June 28 14:41:16 iZ2vc1mysgx8bqdv3oyji9Z systemd[1]: Starting Gpuops: check kubelet checkpoint gpu status...
June 28 14:41:16 iZ2vc1mysgx8bqdv3oyji9Z gpuops[951]: {"level":"info","msg":"check gpu start...","time":"2020-06-28T14:41:16+08:00"}
June 28 14:41:17 iZ2vc1mysgx8bqdv3oyji9Z gpuops[951]: {"level":"info","msg":"find nvidia gpu: [\"GPU-68ce64fb-ea68-5ad6-7e72-31f3f07378df\"]","time":"2020-06-28T14:41:17+08:00"}
June 28 14:41:17 iZ2vc1mysgx8bqdv3oyji9Z gpuops[951]: {"level":"info","msg":"read checkpoint: {\"Data\":{\"PodDeviceEntries\":[{\"PodUID\":\"300f47eb-e5c3-4d0b-9a87-925837b67732\",\"ContainerName\":\"app-3g-v1\",\"ResourceName\":\"aliyun.com/gpu
June 28 14:41:17 iZ2vc1mysgx8bqdv3oyji9Z gpuops[951]: {"level":"info","msg":"find registered gpu: [\"GPU-7fd52bfc-364d-1129-a142-c3f10e053ccb\"]","time":"2020-06-28T14:41:17+08:00"}
June 28 14:41:17 iZ2vc1mysgx8bqdv3oyji9Z gpuops[951]: {"level":"info","msg":"find pod gpu: [\"GPU-7fd52bfc-364d-1129-a142-c3f10e053ccb\"]","time":"2020-06-28T14:41:17+08:00"}
June 28 14:41:17 iZ2vc1mysgx8bqdv3oyji9Z gpuops[951]: {"level":"warning","msg":"the registered gpu uuid not equal with nvidia gpu","time":"2020-06-28T14:41:17+08:00"}
June 28 14:41:17 iZ2vc1mysgx8bqdv3oyji9Z gpuops[951]: {"level":"warning","msg":"cached gpu info in checkpoint is out of date","time":"2020-06-28T14:41:17+08:00"}
June 28 14:41:17 iZ2vc1mysgx8bqdv3oyji9Z gpuops[951]: {"level":"info","msg":"delete checkpoint file success","time":"2020-06-28T14:41:17+08:00"}
June 28 14:41:17 iZ2vc1mysgx8bqdv3oyji9Z gpuops[951]: {"level":"info","msg":"kubelet restart success","time":"2020-06-28T14:41:17+08:00"}
June 28 14:41:17 iZ2vc1mysgx8bqdv3oyji9Z gpuops[951]: {"level":"info","msg":"check gpu finished","time":"2020-06-28T14:41:17+08:00"}
June 28 14:41:17 iZ2vc1mysgx8bqdv3oyji9Z systemd[1]: Started Gpuops: check kubelet checkpoint gpu status.

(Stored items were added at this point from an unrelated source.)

use chrono::{DateTime, Utc};
use serde::{Deserialize, Serialize};

use crate::error::ConfigError;

#[derive(Debug, Clone, Copy, PartialEq, Eq, Serialize, Deserialize)]
#[serde(rename_all = "snake_case")]
pub enum FocusState {
    /// No session.
    Idle,
    Running,
    Paused,
    /// Work interval finished; either waiting for a decision or counting
    /// down a break.
    BreakTime,
    /// Transient: reported once when a work interval reaches zero, never
    /// stored on a live session.
    Completed,
}

/// Which countdown the session is running.
#[derive(Debug, Clone, Copy, PartialEq, Eq, Serialize, Deserialize)]
#[serde(rename_all = "snake_case")]
pub enum SessionPhase {
    Work,
    Break,
}

#[derive(Debug, Clone, PartialEq, Serialize, Deserialize)]
pub struct FocusSession {
    pub task_id: String,
    pub task_title: String,
    pub state: FocusState,
    pub phase: SessionPhase,
    /// Length of the current countdown in seconds.
    pub total_duration: u32,
    pub remaining_seconds: u32,
    /// Work intervals completed within this run.
    pub sessions_completed: u32,
    pub is_deep_focus: bool,
    pub started_at: DateTime<Utc>,
}

impl FocusSession {
    pub(crate) fn new(
        task_id: String,
        task_title: String,
        duration_seconds: u32,
        is_deep_focus: bool,
        started_at: DateTime<Utc>,
    ) -> Self {
        Self {
            task_id,
            task_title,
            state: FocusState::Running,
            phase: SessionPhase::Work,
            total_duration: duration_seconds,
            remaining_seconds: duration_seconds,
            sessions_completed: 0,
            is_deep_focus,
            started_at,
        }
    }

    /// 0.0 .. 1.0 progress through the current countdown.
    pub fn progress(&self) -> f64 {
        if self.total_duration == 0 {
            return 0.0;
        }
        1.0 - f64::from(self.remaining_seconds) / f64::from(self.total_duration)
    }

    /// True while a countdown should be ticked.
    pub fn is_counting_down(&self) -> bool {
        match self.state {
            FocusState::Running => true,
            FocusState::BreakTime => self.phase == SessionPhase::Break,
            _ => false,
        }
    }

    /// True once a work interval has ended and no break countdown is running.
    pub fn is_awaiting_break(&self) -> bool {
        self.state == FocusState::BreakTime && self.phase == SessionPhase::Work
    }
}

/// Interval lengths for the focus timer.
#[derive(Debug, Clone, PartialEq, Serialize, Deserialize)]
pub struct FocusConfig {
    #[serde(default = "default_work_minutes")]
    pub work_minutes: u32,
    #[serde(default = "default_short_break")]
    pub short_break_minutes: u32,
    #[serde(default = "default_long_break")]
    pub long_break_minutes: u32,
    #[serde(default = "default_sessions_before_long_break")]
    pub sessions_before_long_break: u32,
    /// Start the next work interval when a break runs out instead of going idle.
    #[serde(default)]
    pub auto_continue_after_break: bool,
}

fn default_work_minutes() -> u32 {
    25
}
fn default_short_break() -> u32 {
    5
}
fn default_long_break() -> u32 {
    15
}
fn default_sessions_before_long_break() -> u32 {
    4
}

impl Default for FocusConfig {
    fn default() -> Self {
        Self {
            work_minutes: default_work_minutes(),
            short_break_minutes: default_short_break(),
            long_break_minutes: default_long_break(),
            sessions_before_long_break: default_sessions_before_long_break(),
            auto_continue_after_break: false,
        }
    }
}

impl FocusConfig {
    pub fn validate(&self) -> Result<(), ConfigError> {
        for (key, value) in [
            ("focus.work_minutes", self.work_minutes),
            ("focus.short_break_minutes", self.short_break_minutes),
            ("focus.long_break_minutes", self.long_break_minutes),
            ("focus.sessions_before_long_break", self.sessions_before_long_break),
        ] {
            if value == 0 {
                return Err(ConfigError::InvalidValue {
                    key: key.into(),
                    message: "must be greater than zero".into(),
                });
            }
        }
        Ok(())
    }

    pub fn work_seconds(&self) -> u32 {
        self.work_minutes.saturating_mul(60)
    }

    /// Break length after `sessions_completed` work intervals.
    pub fn break_seconds(&self, sessions_completed: u32) -> u32 {
        let every = self.sessions_before_long_break.max(1);
        let minutes = if sessions_completed > 0 && sessions_completed % every == 0 {
            self.long_break_minutes
        } else {
            self.short_break_minutes
        };
        minutes.saturating_mul(60)
    }
}
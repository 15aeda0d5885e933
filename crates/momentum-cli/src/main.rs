use clap::{Parser, Subcommand};
use tracing_subscriber::EnvFilter;

mod commands;

#[derive(Parser)]
#[command(name = "momentum-cli", version, about = "Momentum CLI")]
struct Cli {
    #[command(subcommand)]
    command: Commands,
}

#[derive(Subcommand)]
enum Commands {
    /// Record a task completion and award XP
    Complete(commands::complete::CompleteArgs),
    /// Print combo, XP, focus and blocking state as JSON
    Status,
    /// Run a focus session in the foreground
    Focus {
        #[command(subcommand)]
        action: commands::focus::FocusAction,
    },
    /// Daily and weekly goals
    Goal {
        #[command(subcommand)]
        action: commands::goal::GoalAction,
    },
    /// Configuration management
    Config {
        #[command(subcommand)]
        action: commands::config::ConfigAction,
    },
    /// Clear the combo and any blocking left behind
    Reset,
}

/// Log to stderr so stdout stays machine-readable.
fn init_tracing() {
    let filter = EnvFilter::try_from_env("MOMENTUM_LOG")
        .or_else(|_| EnvFilter::try_from_default_env())
        .unwrap_or_else(|_| EnvFilter::new("warn"));
    let _ = tracing_subscriber::fmt()
        .with_env_filter(filter)
        .with_target(false)
        .with_writer(std::io::stderr)
        .try_init();
}

#[tokio::main]
async fn main() {
    init_tracing();
    let cli = Cli::parse();
    let result = match cli.command {
        Commands::Complete(args) => commands::complete::run(args),
        Commands::Status => commands::status::run(),
        Commands::Focus { action } => commands::focus::run(action).await,
        Commands::Goal { action } => commands::goal::run(action),
        Commands::Config { action } => commands::config::run(action),
        Commands::Reset => commands::status::reset().await,
    };

    if let Err(e) = result {
        eprintln!("error: {e:#}");
        std::process::exit(1);
    }
}
//! Tipos de dados para requisições e respostas da API WaveSpeed v3.
//!
//! Todas as respostas chegam dentro do envelope `{code, message, data}`.
//! Apenas os campos que o cliente inspeciona são tipados com rigor; o resto
//! é opcional para tolerar respostas parciais do serviço.

use serde::{Deserialize, Serialize};
use serde_json::{Map, Value};

/// Envelope comum a todas as respostas da API.
#[derive(Debug, Clone, Deserialize)]
pub struct Envelope<T> {
    /// Código de status lógico reportado pelo serviço (200 em caso de sucesso).
    #[serde(default)]
    pub code: Option<u16>,
    /// Mensagem legível que acompanha o código.
    #[serde(default)]
    pub message: Option<String>,
    /// Carga útil da resposta. Ausente ou `null` vira `None`.
    pub data: Option<T>,
}

/// Status de uma predição no serviço remoto.
#[derive(Debug, Clone, Copy, PartialEq, Eq, Serialize, Deserialize)]
#[serde(rename_all = "lowercase")]
pub enum PredictionStatus {
    Created,
    Processing,
    Completed,
    Failed,
    /// Qualquer status que o serviço venha a adicionar; tratado como não-terminal.
    #[serde(other)]
    Unknown,
}

impl PredictionStatus {
    /// `true` para `completed` e `failed`.
    pub fn is_terminal(self) -> bool {
        matches!(self, PredictionStatus::Completed | PredictionStatus::Failed)
    }
}

impl std::fmt::Display for PredictionStatus {
    fn fmt(&self, f: &mut std::fmt::Formatter<'_>) -> std::fmt::Result {
        match self {
            PredictionStatus::Created => write!(f, "created"),
            PredictionStatus::Processing => write!(f, "processing"),
            PredictionStatus::Completed => write!(f, "completed"),
            PredictionStatus::Failed => write!(f, "failed"),
            PredictionStatus::Unknown => write!(f, "unknown"),
        }
    }
}

/// Uma predição (job) conforme reportada pelo serviço remoto.
///
/// O cliente nunca infere transições localmente: cada instância é o
/// resultado de exatamente uma busca remota.
#[derive(Debug, Clone, Serialize, Deserialize)]
pub struct Prediction {
    /// Identificador opaco atribuído pelo serviço.
    #[serde(default)]
    pub id: String,
    /// Modelo que executou a predição.
    #[serde(default)]
    pub model: Option<String>,
    pub status: PredictionStatus,
    /// Parâmetros de entrada, quando o serviço os ecoa.
    #[serde(default)]
    pub input: Option<Map<String, Value>>,
    /// Referências de saída (normalmente URLs).
    #[serde(default)]
    pub outputs: Vec<String>,
    /// Mensagem de erro do serviço quando `status` é `failed`.
    #[serde(default)]
    pub error: Option<String>,
    /// Tempo de execução reportado pelo serviço, em milissegundos.
    #[serde(default, alias = "executionTime")]
    pub execution_time: Option<f64>,
    #[serde(default)]
    pub has_nsfw_contents: Vec<bool>,
    #[serde(default)]
    pub created_at: Option<String>,
}

impl Prediction {
    /// Mensagem de falha, com um texto padrão quando o serviço não informa nenhuma.
    pub fn failure_message(&self) -> String {
        self.error
            .as_deref()
            .filter(|e| !e.is_empty())
            .unwrap_or("Unknown error")
            .to_string()
    }
}

/// Resultado de uma submissão.
#[derive(Debug, Clone)]
pub enum Submission {
    /// Modo assíncrono: o job foi criado e deve ser acompanhado pelo id.
    Pending(String),
    /// Modo síncrono: o serviço bloqueou até o fim e devolveu o resultado.
    Finished(Prediction),
}

/// Metadados de um arquivo enviado para o armazenamento de mídia.
#[derive(Debug, Clone, Serialize, Deserialize)]
pub struct UploadedFile {
    #[serde(default)]
    pub download_url: String,
    #[serde(default)]
    pub filename: Option<String>,
    #[serde(default)]
    pub size: Option<u64>,
    /// Tipo MIME detectado pelo serviço. Serializado como "type" no JSON.
    #[serde(default, rename = "type")]
    pub content_type: Option<String>,
}

#[cfg(test)]
mod tests {
    use super::*;

    #[test]
    fn prediction_deserialize_from_api_format() {
        let json = r#"{
            "code": 200,
            "message": "success",
            "data": {
                "id": "pred_123",
                "model": "wavespeed-ai/flux-dev",
                "status": "completed",
                "outputs": ["https://cdn.example.com/a.png"],
                "has_nsfw_contents": [false],
                "executionTime": 1532.5,
                "created_at": "2025-01-01T00:00:00Z"
            }
        }"#;
        let env: Envelope<Prediction> = serde_json::from_str(json).unwrap();
        assert_eq!(env.code, Some(200));
        let p = env.data.unwrap();
        assert_eq!(p.id, "pred_123");
        assert_eq!(p.status, PredictionStatus::Completed);
        assert_eq!(p.outputs, vec!["https://cdn.example.com/a.png".to_string()]);
        assert_eq!(p.execution_time, Some(1532.5));
        assert!(p.status.is_terminal());
    }

    #[test]
    fn missing_outputs_default_to_empty() {
        let p: Prediction = serde_json::from_str(r#"{"id": "x", "status": "processing"}"#).unwrap();
        assert!(p.outputs.is_empty());
        assert!(!p.status.is_terminal());
    }

    #[test]
    fn unknown_status_is_not_terminal() {
        let p: Prediction = serde_json::from_str(r#"{"id": "x", "status": "queued"}"#).unwrap();
        assert_eq!(p.status, PredictionStatus::Unknown);
        assert!(!p.status.is_terminal());
    }

    #[test]
    fn failure_message_defaults() {
        let mut p: Prediction = serde_json::from_str(r#"{"id": "x", "status": "failed"}"#).unwrap();
        assert_eq!(p.failure_message(), "Unknown error");
        p.error = Some("bad prompt".into());
        assert_eq!(p.failure_message(), "bad prompt");
    }

    #[test]
    fn uploaded_file_type_field_renames_correctly() {
        let json = r#"{"download_url": "https://x/y.png", "filename": "y.png", "size": 12, "type": "image/png"}"#;
        let f: UploadedFile = serde_json::from_str(json).unwrap();
        assert_eq!(f.content_type.as_deref(), Some("image/png"));
        assert_eq!(f.size, Some(12));
    }
}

Run the following command to query the actual GPU ID:

nvidia-smi -L

Expected output:

GPU 0: Tesla T4 (UUID: GPU-0650a168-e770-3ea8-8ac3-8a1d419763e0)

Run the following command to query the GPU ID stored in the checkpoint file:
```
cat /var/lib/kubelet/device-plugins/kubelet_internal_checkpoint
```
Expected output:
```
{"Data":{"PodDeviceEntries":null,"RegisteredDevices":{"nvidia.com/gpu":["GPU-0650a168-e770-3ea8-8ac3-8a1d419763e0"]}},"Checksum":3952659280}
```
The preceding output shows that the ID stored in the checkpoint file is the same as the actual GPU ID. This indicates that GPUOps has fixed the issue of inconsistent GPU IDs.